Different Physicians Who Work with Childhood Cancer
The term pediatric oncology – or childhood cancer : is a very vague phrase that addresses many different areas. Your child might be seen by a specific type of pediatric oncologist, depending on what type of cancer your son or daughter has.
General oncologists treat sufferers who have a tumor that is not within the brain or bone.
Pediatric oncologists are needed if neuroblastoma, kidney cancer, liver cancer, or another “soft tissue” type of tumor or cancer is located.
Pediatric neuro-oncologists are physicians that specialize in different types of brain and anxious system cancers. Your child could see a pediatric neuro-oncologist if your infant’s form of cancer is in brain, spinal-cord, or another part of the nervous system.
Pediatric orthopedic oncologists see children who may have different types of bone cancers. These malignancies can include osteosarcomas, Ewing’s sarcoma, yet another cancer in their bones.
Pediatric hematologists work with children who have blood problems and blood cancers. Seeing the pediatric hematologist doesn’t necessarily mean that your son or daughter has a blood cancer. These companies treat many children who have the blood disorder like anemia, hemophilia, or high white blood cellular counts, but who don’t have malignancy.

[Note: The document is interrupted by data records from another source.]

use uuid::Uuid;

/// Run lifecycle notifications, delivered best-effort; a full or absent
/// channel never affects execution.
#[derive(Debug, Clone)]
pub enum Event {
    WorkflowStarted {
        workflow_id: String,
        execution_id: Uuid,
    },
    StepStarted {
        workflow_id: String,
        execution_id: Uuid,
        step_id: String,
    },
    StepCompleted {
        workflow_id: String,
        execution_id: Uuid,
        step_id: String,
        success: bool,
    },
    StepSkipped {
        workflow_id: String,
        execution_id: Uuid,
        step_id: String,
        condition: String,
    },
    StepRetry {
        workflow_id: String,
        execution_id: Uuid,
        step_id: String,
        attempt: u32,
        total_attempts: u32,
        backoff_ms: u64,
    },
    WorkflowTimeout {
        workflow_id: String,
        execution_id: Uuid,
        elapsed_ms: u64,
        limit_ms: u64,
    },
    WorkflowCompleted {
        workflow_id: String,
        execution_id: Uuid,
        success: bool,
        steps_completed: usize,
    },
}
pub mod agents;
pub mod error;
pub mod events;
pub mod logging;
pub mod workflows;

use std::sync::Arc;

use serde_json::Value;
use tokio::sync::mpsc;
use uuid::Uuid;

pub use agents::{Agent, AgentExecutionResult, AgentResponse, AgentRegistry, RunContext};
pub use error::{Error, Result};
pub use events::Event;
pub use workflows::{
    ExecutionResult, ExecutionStatus, ExecutionStore, OnError, RetryPolicy, WorkflowDefinition,
    WorkflowErrorPolicy, WorkflowExecutor, WorkflowExecutorConfig, WorkflowRegistry, WorkflowStep,
};

/// Wires the registries, executor, and execution store together behind one
/// handle. Cheap to share: clone the `Arc`s it hands out or wrap the whole
/// thing in one.
pub struct Orchestrator {
    workflows: Arc<WorkflowRegistry>,
    agents: Arc<AgentRegistry>,
    store: Arc<ExecutionStore>,
    executor: WorkflowExecutor,
}

impl Orchestrator {
    pub fn new(config: WorkflowExecutorConfig) -> Self {
        let workflows = Arc::new(WorkflowRegistry::new());
        let agents = Arc::new(AgentRegistry::new());
        let store = Arc::new(ExecutionStore::new());
        let executor =
            WorkflowExecutor::new(workflows.clone(), agents.clone(), store.clone(), config);
        Self {
            workflows,
            agents,
            store,
            executor,
        }
    }

    pub fn with_event_sender(config: WorkflowExecutorConfig, event_tx: mpsc::Sender<Event>) -> Self {
        let workflows = Arc::new(WorkflowRegistry::new());
        let agents = Arc::new(AgentRegistry::new());
        let store = Arc::new(ExecutionStore::new());
        let executor =
            WorkflowExecutor::new(workflows.clone(), agents.clone(), store.clone(), config)
                .with_event_sender(event_tx);
        Self {
            workflows,
            agents,
            store,
            executor,
        }
    }

    pub async fn register_workflow(&self, definition: WorkflowDefinition) {
        self.workflows.register(definition).await;
    }

    pub async fn register_agent(&self, agent: Arc<dyn Agent>) {
        self.agents.register(agent).await;
    }

    pub async fn execute_workflow(
        &self,
        workflow_id: &str,
        input: Value,
        context: RunContext,
    ) -> ExecutionResult {
        self.executor.execute_workflow(workflow_id, input, context).await
    }

    pub async fn status(&self, execution_id: Uuid) -> Option<ExecutionResult> {
        self.store.status(execution_id).await
    }

    pub async fn cancel(&self, execution_id: Uuid) -> bool {
        self.store.cancel(execution_id).await
    }

    pub async fn workflows(&self) -> Vec<String> {
        self.workflows.list().await
    }

    pub async fn agents(&self) -> Vec<String> {
        self.agents.list().await
    }

    pub async fn clear_finished_older_than(&self, max_age: std::time::Duration) {
        self.store.clear_finished_older_than(max_age).await;
    }
}

impl Default for Orchestrator {
    fn default() -> Self {
        Self::new(WorkflowExecutorConfig::default())
    }
}
use std::collections::HashMap;
use std::sync::Arc;
use tokio::sync::RwLock;

use super::behavior::Agent;

/// Id-keyed store of agents. Registration after startup is allowed, so the
/// map sits behind a lock shared across concurrent runs.
#[derive(Default)]
pub struct AgentRegistry {
    agents: RwLock<HashMap<String, Arc<dyn Agent>>>,
}

impl AgentRegistry {
    pub fn new() -> Self {
        Self::default()
    }

    /// Stores the agent under its own id, replacing any previous entry.
    pub async fn register(&self, agent: Arc<dyn Agent>) {
        let id = agent.id().to_owned();
        self.agents.write().await.insert(id, agent);
    }

    pub async fn get(&self, id: &str) -> Option<Arc<dyn Agent>> {
        self.agents.read().await.get(id).cloned()
    }

    pub async fn contains(&self, id: &str) -> bool {
        self.agents.read().await.contains_key(id)
    }

    pub async fn list(&self) -> Vec<String> {
        let mut ids: Vec<String> = self.agents.read().await.keys().cloned().collect();
        ids.sort();
        ids
    }
}
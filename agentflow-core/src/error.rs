use thiserror::Error;

pub type Result<T> = std::result::Result<T, Error>;

#[derive(Debug, Error)]
pub enum Error {
    #[error("not found: {0}")]
    NotFound(String),

    #[error("agent error: {0}")]
    Agent(String),

    #[error("timeout: {0}")]
    Timeout(String),

    #[error("cancelled: {0}")]
    Cancelled(String),
}
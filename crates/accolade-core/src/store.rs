// Achievement store port - the external system of record
//
// Every call is atomic from the coordinator's perspective and is a
// suspension point. The coordination layer synthesizes multi-call
// transaction semantics on top; this trait promises nothing beyond
// per-call atomicity.

use crate::error::StoreError;
use crate::model::{
    Achievement, AchievementCategory, AchievementId, CategoryId, GlobalAchievementStats,
    UserAchievement, UserId, UserProgress,
};
use async_trait::async_trait;

#[async_trait]
pub trait AchievementStore: Send + Sync {
    /// All achievements granted to a user.
    async fn get_user_achievements(&self, user: UserId)
        -> Result<Vec<UserAchievement>, StoreError>;

    /// Achievement definition, or None if the id is unknown.
    async fn get_achievement(&self, id: AchievementId) -> Result<Option<Achievement>, StoreError>;

    /// Category definition, or None if the id is unknown.
    async fn get_category(&self, id: CategoryId)
        -> Result<Option<AchievementCategory>, StoreError>;

    /// Grant an achievement. Commits immediately; the caller is responsible
    /// for duplicate checks and compensation.
    async fn grant_user_achievement(
        &self,
        user: UserId,
        achievement: AchievementId,
        notify: bool,
    ) -> Result<UserAchievement, StoreError>;

    /// Revoke an achievement. Returns whether a grant row was removed.
    async fn revoke_user_achievement(
        &self,
        user: UserId,
        achievement: AchievementId,
    ) -> Result<bool, StoreError>;

    /// All progress rows for a user.
    async fn get_user_progress(&self, user: UserId) -> Result<Vec<UserProgress>, StoreError>;

    /// Progress toward one achievement, or None if no row exists yet.
    async fn get_user_progress_for_achievement(
        &self,
        user: UserId,
        achievement: AchievementId,
    ) -> Result<Option<UserProgress>, StoreError>;

    /// Set the progress value for (user, achievement), creating the row if
    /// needed. Returns the updated row.
    async fn update_user_progress(
        &self,
        user: UserId,
        achievement: AchievementId,
        new_value: i64,
    ) -> Result<UserProgress, StoreError>;

    /// Remove every grant and progress row for a user.
    async fn reset_user_data(&self, user: UserId) -> Result<(), StoreError>;

    /// Cached global counters maintained by the store.
    async fn get_global_achievement_stats(&self) -> Result<GlobalAchievementStats, StoreError>;

    /// Every achievement definition (validator support).
    async fn list_achievements(&self) -> Result<Vec<Achievement>, StoreError>;

    /// Every (user, achievement) grant row (validator support).
    async fn list_user_achievements(&self) -> Result<Vec<UserAchievement>, StoreError>;
}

If your child has leukemia, she or he also may be treated by a pediatric hematologist.
Treatments for Childhood Cancer
The treatments and services your son or daughter may receive for his or her cancer rely on the cancer your child has. Some treatments are more appropriate for certain varieties of cancers.

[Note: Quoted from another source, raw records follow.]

// Error taxonomy - closed tagged unions per concern
//
// Call sites match exhaustively; there is no runtime-type classification.
// Business-rule violations, transport failures, and integrity failures are
// distinct variants so callers can tell "nothing happened" apart from
// "something happened and was compensated".

use crate::model::{AchievementId, CategoryId, UserId};
use thiserror::Error;

/// Failures surfaced by the achievement store port.
#[derive(Debug, Clone, Error)]
pub enum StoreError {
    #[error("unknown achievement {0}")]
    UnknownAchievement(AchievementId),

    #[error("unknown category {0}")]
    UnknownCategory(CategoryId),

    #[error("store transport failure: {0}")]
    Transport(String),
}

/// Failures surfaced by the cache service port.
#[derive(Debug, Clone, Error)]
pub enum CacheError {
    #[error("cache transport failure: {0}")]
    Transport(String),

    #[error("cache backend unavailable")]
    Unavailable,
}

/// Public error type of the transaction coordinator.
#[derive(Debug, Error)]
pub enum CoordinationError {
    /// Grant requested for an achievement the user already holds.
    /// No mutation occurred; the transaction rolled back without
    /// compensation.
    #[error("user {user} already holds achievement {achievement}")]
    DuplicateGrant {
        user: UserId,
        achievement: AchievementId,
    },

    /// Revoke requested for an achievement the user does not hold.
    #[error("user {user} does not hold achievement {achievement}")]
    AchievementNotHeld {
        user: UserId,
        achievement: AchievementId,
    },

    /// Operation referenced an achievement that does not exist.
    #[error("unknown achievement {0}")]
    UnknownAchievement(AchievementId),

    /// A commit-time integrity check did not pass; the store mutations were
    /// compensated.
    #[error("integrity check '{check}' failed: {detail}")]
    IntegrityFailure { check: String, detail: String },

    /// Basic pre-validation found failing issues; the transaction never
    /// opened.
    #[error("pre-validation failed for user {user}: {failing} failing issue(s)")]
    PreValidationFailed { user: UserId, failing: usize },

    /// Store transport failure. Already-applied operations were compensated.
    #[error(transparent)]
    Store(#[from] StoreError),

    /// Cache transport failure during commit (fatal under the default
    /// policy; see CoordinatorConfig).
    #[error(transparent)]
    Cache(#[from] CacheError),

    /// The transaction ended FAILED: a compensating action itself errored,
    /// or the handle was used after being consumed. State may be
    /// inconsistent and needs operator attention.
    #[error("transaction {id} aborted: {reason}")]
    TransactionAborted { id: u64, reason: String },

    /// Rejected configuration value.
    #[error("invalid configuration: {0}")]
    InvalidConfig(String),
}

impl CoordinationError {
    /// True for business-rule violations where no store mutation happened.
    pub fn is_business_rule(&self) -> bool {
        matches!(
            self,
            CoordinationError::DuplicateGrant { .. }
                | CoordinationError::AchievementNotHeld { .. }
                | CoordinationError::UnknownAchievement(_)
        )
    }
}
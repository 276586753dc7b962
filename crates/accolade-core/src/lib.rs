// Accolade core - achievement domain model and external ports
//
// The coordination layer (accolade-coord) builds on these types. Nothing in
// this crate performs multi-step mutations; it defines WHAT the system of
// record and the cache layer look like, plus an in-memory reference
// implementation of both ports for tests and self-contained embedders.

pub mod cache;
pub mod error;
pub mod memory;
pub mod model;
pub mod store;

pub use cache::{CacheDomain, CacheHealth, CacheService};
pub use error::{CacheError, CoordinationError, StoreError};
pub use memory::{InMemoryAchievementStore, InMemoryCacheService};
pub use model::{
    Achievement, AchievementCategory, AchievementCriteria, AchievementId, CategoryId,
    GlobalAchievementStats, OperationMetadata, UserAchievement, UserDataBackup, UserId,
    UserProgress,
};
pub use store::AchievementStore;

/// Seconds since the Unix epoch; clamps to zero if the clock is before it.
pub fn unix_now() -> u64 {
    std::time::SystemTime::now()
        .duration_since(std::time::UNIX_EPOCH)
        .map(|d| d.as_secs())
        .unwrap_or(0)
}
fn failed(rule: &ValidationRule, target: &ValidationTarget, detail: String) -> ValidationIssue {
    ValidationIssue {
        rule_id: rule.id,
        severity: ValidationSeverity::Failed,
        target: target.describe(),
        detail,
        fix_suggestion: Some(rule.fix_suggestion),
    }
}

/// Relative drift beyond tolerance. Zero expected tolerates only zero.
fn drifts(stored: u64, recomputed: u64, tolerance: f64) -> bool {
    if stored == recomputed {
        return false;
    }
    if recomputed == 0 {
        return true;
    }
    let diff = stored.abs_diff(recomputed) as f64;
    diff / recomputed as f64 > tolerance
}
impl Transaction {
    fn failed_check(&self) -> Option<&IntegrityCheck> {
        self.checks.iter().find(|check| !check.passed)
    }
}

/// Registry entry for an in-flight transaction.
#[derive(Debug, Clone)]
pub struct ActiveTransaction {
    pub kind: TransactionKind,
    pub users: Vec<UserId>,
    pub opened_at: u64,
}

/// Must-consume transaction scope. Exactly one of
/// `TransactionManager::commit` / `TransactionManager::rollback` consumes
/// it; dropping it without either logs an error and releases the locks.
pub struct TransactionHandle {
    tx: Option<Transaction>,
    guards: Vec<OwnedMutexGuard<()>>,
    registry: Arc<DashMap<TransactionId, ActiveTransaction>>,
}

impl TransactionHandle {
    pub fn id(&self) -> Option<TransactionId> {
        self.tx.as_ref().map(|tx| tx.id)
    }

    /// Read access to the transaction record while the scope is open.
    pub fn transaction(&self) -> Option<&Transaction> {
        self.tx.as_ref()
    }

    fn tx_mut(&mut self) -> Result<&mut Transaction, CoordinationError> {
        self.tx.as_mut().ok_or(CoordinationError::TransactionAborted {
            id: 0,
            reason: "transaction handle already consumed".to_string(),
        })
    }
}

impl Drop for TransactionHandle {
    fn drop(&mut self) {
        if let Some(tx) = self.tx.take() {
            error!(
                "transaction {} ({}) dropped without commit or rollback; releasing {} user lock(s)",
                tx.id,
                tx.kind.as_str(),
                self.guards.len()
            );
            self.registry.remove(&tx.id);
        }
    }
}

/// Commit rejection. Carries the handle back so the caller can run the
/// rollback the failed commit now requires.
pub struct CommitFailure {
    pub handle: TransactionHandle,
    pub error: CoordinationError,
}

/// Counter snapshot for stats reporting.
#[derive(Debug, Clone, Copy, Default, PartialEq, Eq, Serialize, Deserialize)]
pub struct TransactionManagerStats {
    pub begun: u64,
    pub committed: u64,
    pub rolled_back: u64,
    pub failed: u64,
    pub active: u64,
}

/// Owns the transaction log format, the active-transaction registry, the
/// per-user lock arena, and the commit/rollback machinery.
pub struct TransactionManager {
    store: Arc<dyn AchievementStore>,
    cache: Arc<dyn CacheService>,
    locks: UserLockArena,
    registry: Arc<DashMap<TransactionId, ActiveTransaction>>,
    next_id: AtomicU64,

    /// When false, a cache failure during the commit drain is logged and the
    /// commit proceeds (warn-and-commit policy).
    cache_failure_fatal: bool,

    begun: AtomicU64,
    committed: AtomicU64,
    rolled_back: AtomicU64,
    failed: AtomicU64,
}
// Per-User Lock Arena - mutual exclusion for coordinated operations
//
// SAFETY INVARIANTS:
// 1. Lock acquisition order is sorted by user id (prevents circular deadlock
//    across multi-user operations)
// 2. Guards release on every exit path (owned guards dropped with the
//    transaction handle)
// 3. The arena map itself is guarded; lookup and prune are atomic with
//    respect to each other, so prune never drops a slot a waiter has cloned
// 4. Slots are created lazily and pruned when no outside holder remains
//    (bounded growth in long-lived processes)

use accolade_core::model::UserId;
use log::debug;
use parking_lot::Mutex;
use std::collections::HashMap;
use std::sync::Arc;
use tokio::sync::{Mutex as AsyncMutex, OwnedMutexGuard};

/// Lazily-populated registry of per-user async mutexes.
pub struct UserLockArena {
    slots: Mutex<HashMap<UserId, Arc<AsyncMutex<()>>>>,
}

impl UserLockArena {
    pub fn new() -> Self {
        UserLockArena {
            slots: Mutex::new(HashMap::new()),
        }
    }

    fn slot(&self, user: UserId) -> Arc<AsyncMutex<()>> {
        let mut slots = self.slots.lock();
        slots
            .entry(user)
            .or_insert_with(|| Arc::new(AsyncMutex::new(())))
            .clone()
    }

    /// Acquire one guard per distinct user, in sorted id order.
    ///
    /// Overlapping user sets serialize here; disjoint sets proceed
    /// concurrently. The returned guards keep their slots alive until
    /// dropped.
    pub async fn acquire_sorted(&self, users: &[UserId]) -> Vec<OwnedMutexGuard<()>> {
        let mut distinct: Vec<UserId> = users.to_vec();
        distinct.sort();
        distinct.dedup();

        let mut guards = Vec::with_capacity(distinct.len());
        for user in distinct {
            let slot = self.slot(user);
            guards.push(slot.lock_owned().await);
        }
        guards
    }

    /// Remove slots with no outside holder. Returns how many were removed.
    ///
    /// A slot's Arc count is 1 exactly when nobody holds a clone (guards
    /// hold one via lock_owned); both clone and prune run under the arena
    /// mutex, so the count cannot race upward between check and removal.
    pub fn prune_idle(&self) -> usize {
        let mut slots = self.slots.lock();
        let before = slots.len();
        slots.retain(|_, slot| Arc::strong_count(slot) > 1);
        let removed = before - slots.len();
        if removed > 0 {
            debug!("pruned {removed} idle user lock slot(s)");
        }
        removed
    }

    pub fn len(&self) -> usize {
        self.slots.lock().len()
    }

    pub fn is_empty(&self) -> bool {
        self.slots.lock().is_empty()
    }
}

impl Default for UserLockArena {
    fn default() -> Self {
        Self::new()
    }
}

#[cfg(test)]
mod tests {
    use super::*;
    use std::sync::Arc as StdArc;
    use std::time::Duration;

    #[tokio::test]
    async fn test_overlapping_sets_serialize() {
        let arena = StdArc::new(UserLockArena::new());
        let guards = arena.acquire_sorted(&[UserId(1), UserId(2)]).await;

        let arena2 = arena.clone();
        let waiter = tokio::spawn(async move {
            let _guards = arena2.acquire_sorted(&[UserId(2)]).await;
        });

        // The waiter cannot finish while user 2's guard is held.
        tokio::time::sleep(Duration::from_millis(20)).await;
        assert!(!waiter.is_finished());

        drop(guards);
        tokio::time::timeout(Duration::from_secs(1), waiter)
            .await
            .expect("waiter should finish once guards drop")
            .unwrap();
    }

    #[tokio::test]
    async fn test_opposite_order_acquisition_does_not_deadlock() {
        let arena = StdArc::new(UserLockArena::new());

        let a = arena.clone();
        let b = arena.clone();
        let t1 = tokio::spawn(async move {
            for _ in 0..50 {
                let _g = a.acquire_sorted(&[UserId(1), UserId(2)]).await;
            }
        });
        let t2 = tokio::spawn(async move {
            for _ in 0..50 {
                // Reversed input order; sorted acquisition makes this safe.
                let _g = b.acquire_sorted(&[UserId(2), UserId(1)]).await;
            }
        });

        tokio::time::timeout(Duration::from_secs(5), async {
            t1.await.unwrap();
            t2.await.unwrap();
        })
        .await
        .expect("sorted acquisition must not deadlock");
    }

    #[tokio::test]
    async fn test_duplicate_users_acquire_once() {
        let arena = UserLockArena::new();
        let guards = arena
            .acquire_sorted(&[UserId(5), UserId(5), UserId(5)])
            .await;
        assert_eq!(guards.len(), 1);
    }

    #[tokio::test]
    async fn test_prune_removes_only_idle_slots() {
        let arena = UserLockArena::new();
        let held = arena.acquire_sorted(&[UserId(1)]).await;
        let released = arena.acquire_sorted(&[UserId(2)]).await;
        drop(released);

        assert_eq!(arena.len(), 2);
        let removed = arena.prune_idle();
        assert_eq!(removed, 1);
        assert_eq!(arena.len(), 1);

        drop(held);
        assert_eq!(arena.prune_idle(), 1);
        assert!(arena.is_empty());
    }
}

Chemotherapy is the use of medicines to treat your child’s cancer. Your kid may receive treatment as an inpatient or an outpatient. Your kid also may receive this medication via a needle, through a pill, or like a liquid that they swallow. There are usually various side effects from chemotherapy. Your pediatric oncologist will discuss these types of side effects with you.
Radiation delivers particular types of ionizing rays (the radiation) to a targeted area. This kind of treatment can be delivered to your child being an outpatient. Your child’s oncologist might opt to use radiation and radiation treatment together to deliver more effective treatment for the child. Radiation therapy may be best for tumors and soft cells cancers. It typically is not utilized for blood cancers or blood problems. Radiation can be used for treatment or even palliative care. Palliative care implies that the radiation is being used to help with signs and symptoms, but will not necessarily cure the particular cancer.
Stem cell transplants could be a successful treatment for some types of years as a child cancer, including some forms of leukemia. The stem cells may come out of your child, siblings, or donor wire blood. Your child will need to be hospitalized for the stem cell transplant. Some stem cell programs at kid’s hospitals offer various forms of support for families whose children are getting transplants. This assistance can include devote units for the cancer patients, videophones, and emotional support.